The government's bailout plan amounts to nothing less than "horrible economics," says investment guru Jim Rogers.
"They're saying to all the banks, you don't have to tell us your situation. You can continue to use your balance sheet that is phony," Rogers said in a recent teleconference at the Reuters Investment Outlook 2009 Summit that was held in December.
Most of the significant American banks, the larger banks, are already totally bankrupt, Rogers says.
Moreover, the plan amounts to "taking the assets from the competent people and giving them to the incompetent people so they can compete with the competent."
Rogers notes that some banks remain sound, especially those that don't make or hold subprime mortgages or have high ratios of deposits to equity.

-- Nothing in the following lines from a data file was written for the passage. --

//! Shared data models for the vidpipe transcoding pipeline.
//!
//! This crate provides:
//! - Job identifiers and lifecycle states
//! - The uploaded-file descriptor carried in queue payloads
//! - Identifier generation, content digests and HMAC signing

pub mod crypto;
pub mod job;
pub mod upload;

// Re-export common types
pub use crypto::{
    compare_with_hash, hash, hmac_digest, new_identifier, random_code, sign, verify,
    CryptoError, CryptoResult, HashAlgorithm,
};
pub use job::{JobId, JobState};
pub use upload::UploadedFile;
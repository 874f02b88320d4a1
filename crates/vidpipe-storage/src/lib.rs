//! Object storage for vidpipe artifacts.
//!
//! Provides the S3-compatible client, the multipart upload protocol and
//! deterministic object keys.

pub mod client;
pub mod error;
pub mod keys;
pub mod multipart;

pub use client::{S3Client, S3Config};
pub use error::{StorageError, StorageResult};
pub use keys::{object_key, sanitize_file_name};
pub use multipart::{
    CompletedPartRecord, MultipartStore, MultipartUploader, UploadSession, UploadSummary,
    UploaderConfig,
};
//! Axum API server binary.

use std::net::SocketAddr;
use std::sync::Arc;

use tracing::{error, info, warn};
use tracing_subscriber::{fmt, prelude::*, EnvFilter};

use vidpipe_api::{create_router, metrics, ApiConfig, AppState};
use vidpipe_queue::JobQueue;

#[tokio::main]
async fn main() {
    dotenvy::dotenv().ok();

    // Required before any TLS connection (rediss://)
    if rustls::crypto::ring::default_provider()
        .install_default()
        .is_err()
    {
        eprintln!("rustls crypto provider was already installed");
    }

    init_tracing();
    info!("Starting vidpipe-api");

    let config = ApiConfig::from_env();
    info!(
        "API config: host={}, port={}, upload_dir={}, max_upload_mb={}",
        config.host,
        config.port,
        config.upload_dir.display(),
        config.max_upload_mb
    );

    let queue = match JobQueue::from_env() {
        Ok(q) => q,
        Err(e) => {
            error!("Failed to create job queue: {}", e);
            std::process::exit(1);
        }
    };
    // Uploads are refused with 500 while Redis is down; /ready reports it
    if let Err(e) = queue.init().await {
        warn!("Job queue not initialized yet: {}", e);
    }

    let metrics_handle = if config.metrics_enabled {
        match metrics::init_metrics() {
            Ok(handle) => {
                info!("Prometheus metrics enabled at /metrics");
                Some(handle)
            }
            Err(e) => {
                error!("Failed to install metrics recorder: {}", e);
                std::process::exit(1);
            }
        }
    } else {
        None
    };

    let addr: SocketAddr = match format!("{}:{}", config.host, config.port).parse() {
        Ok(addr) => addr,
        Err(e) => {
            error!("Invalid bind address {}:{}: {}", config.host, config.port, e);
            std::process::exit(1);
        }
    };

    let state = AppState::new(config, Arc::new(queue));
    let app = create_router(state, metrics_handle);

    let listener = match tokio::net::TcpListener::bind(addr).await {
        Ok(l) => l,
        Err(e) => {
            error!("Failed to bind {}: {}", addr, e);
            std::process::exit(1);
        }
    };
    info!("Listening on {}", addr);

    if let Err(e) = axum::serve(listener, app)
        .with_graceful_shutdown(shutdown_signal())
        .await
    {
        error!("Server error: {}", e);
        std::process::exit(1);
    }

    info!("Server shutdown complete");
}

fn init_tracing() {
    let use_json = std::env::var("LOG_FORMAT")
        .map(|v| v.eq_ignore_ascii_case("json"))
        .unwrap_or(false);

    let env_filter = EnvFilter::try_from_default_env()
        .unwrap_or_else(|_| EnvFilter::new("vidpipe=info,tower_http=info"));

    if use_json {
        tracing_subscriber::registry()
            .with(fmt::layer().json())
            .with(env_filter)
            .init();
    } else {
        tracing_subscriber::registry()
            .with(
                fmt::layer()
                    .with_ansi(true)
                    .with_target(true)
                    .with_thread_ids(false)
                    .with_file(false)
                    .with_line_number(false),
            )
            .with(env_filter)
            .init();
    }
}

async fn shutdown_signal() {
    match tokio::signal::ctrl_c().await {
        Ok(()) => info!("Received shutdown signal"),
        Err(e) => {
            warn!("Cannot listen for shutdown signal: {}", e);
            std::future::pending::<()>().await
        }
    }
}
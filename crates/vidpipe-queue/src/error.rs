//! Queue error types.

use thiserror::Error;

pub type QueueResult<T> = Result<T, QueueError>;

#[derive(Debug, Error)]
pub enum QueueError {
    #[error("Connection failed: {0}")]
    ConnectionFailed(String),

    /// The broker could not accept a job; the caller should surface this.
    #[error("Queue unavailable: {0}")]
    Unavailable(String),

    #[error("Malformed job: {0}")]
    Malformed(String),

    /// The message is no longer held by this consumer.
    #[error("Lock lost for message {0}")]
    LockLost(String),

    #[error("Redis error: {0}")]
    Redis(#[from] redis::RedisError),

    #[error("JSON error: {0}")]
    Json(#[from] serde_json::Error),
}

impl QueueError {
    pub fn connection_failed(msg: impl Into<String>) -> Self {
        Self::ConnectionFailed(msg.into())
    }

    pub fn unavailable(msg: impl Into<String>) -> Self {
        Self::Unavailable(msg.into())
    }

    pub fn malformed(msg: impl Into<String>) -> Self {
        Self::Malformed(msg.into())
    }
}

"All the classic old ratios that most banks in America forgot or started ignoring because they were too old-fashioned," he says.
Rogers calls the idea that Lehman's bankruptcy filing triggered the stock market's crash laughable because banks have been failing for hundreds of years without taking stocks down with them.
Former Georgia Republican Congressman and Libertarian Party presidential candidate Bob Barr agrees with Rogers that the government's rush to spend tax dollars bailing out financial institutions was poorly thought out.
"On May 12th, when I announced my candidacy for president, our national debt was $9.366 trillion," Barr says.
"Today, less than seven months later, our national debt is $10.681 trillion."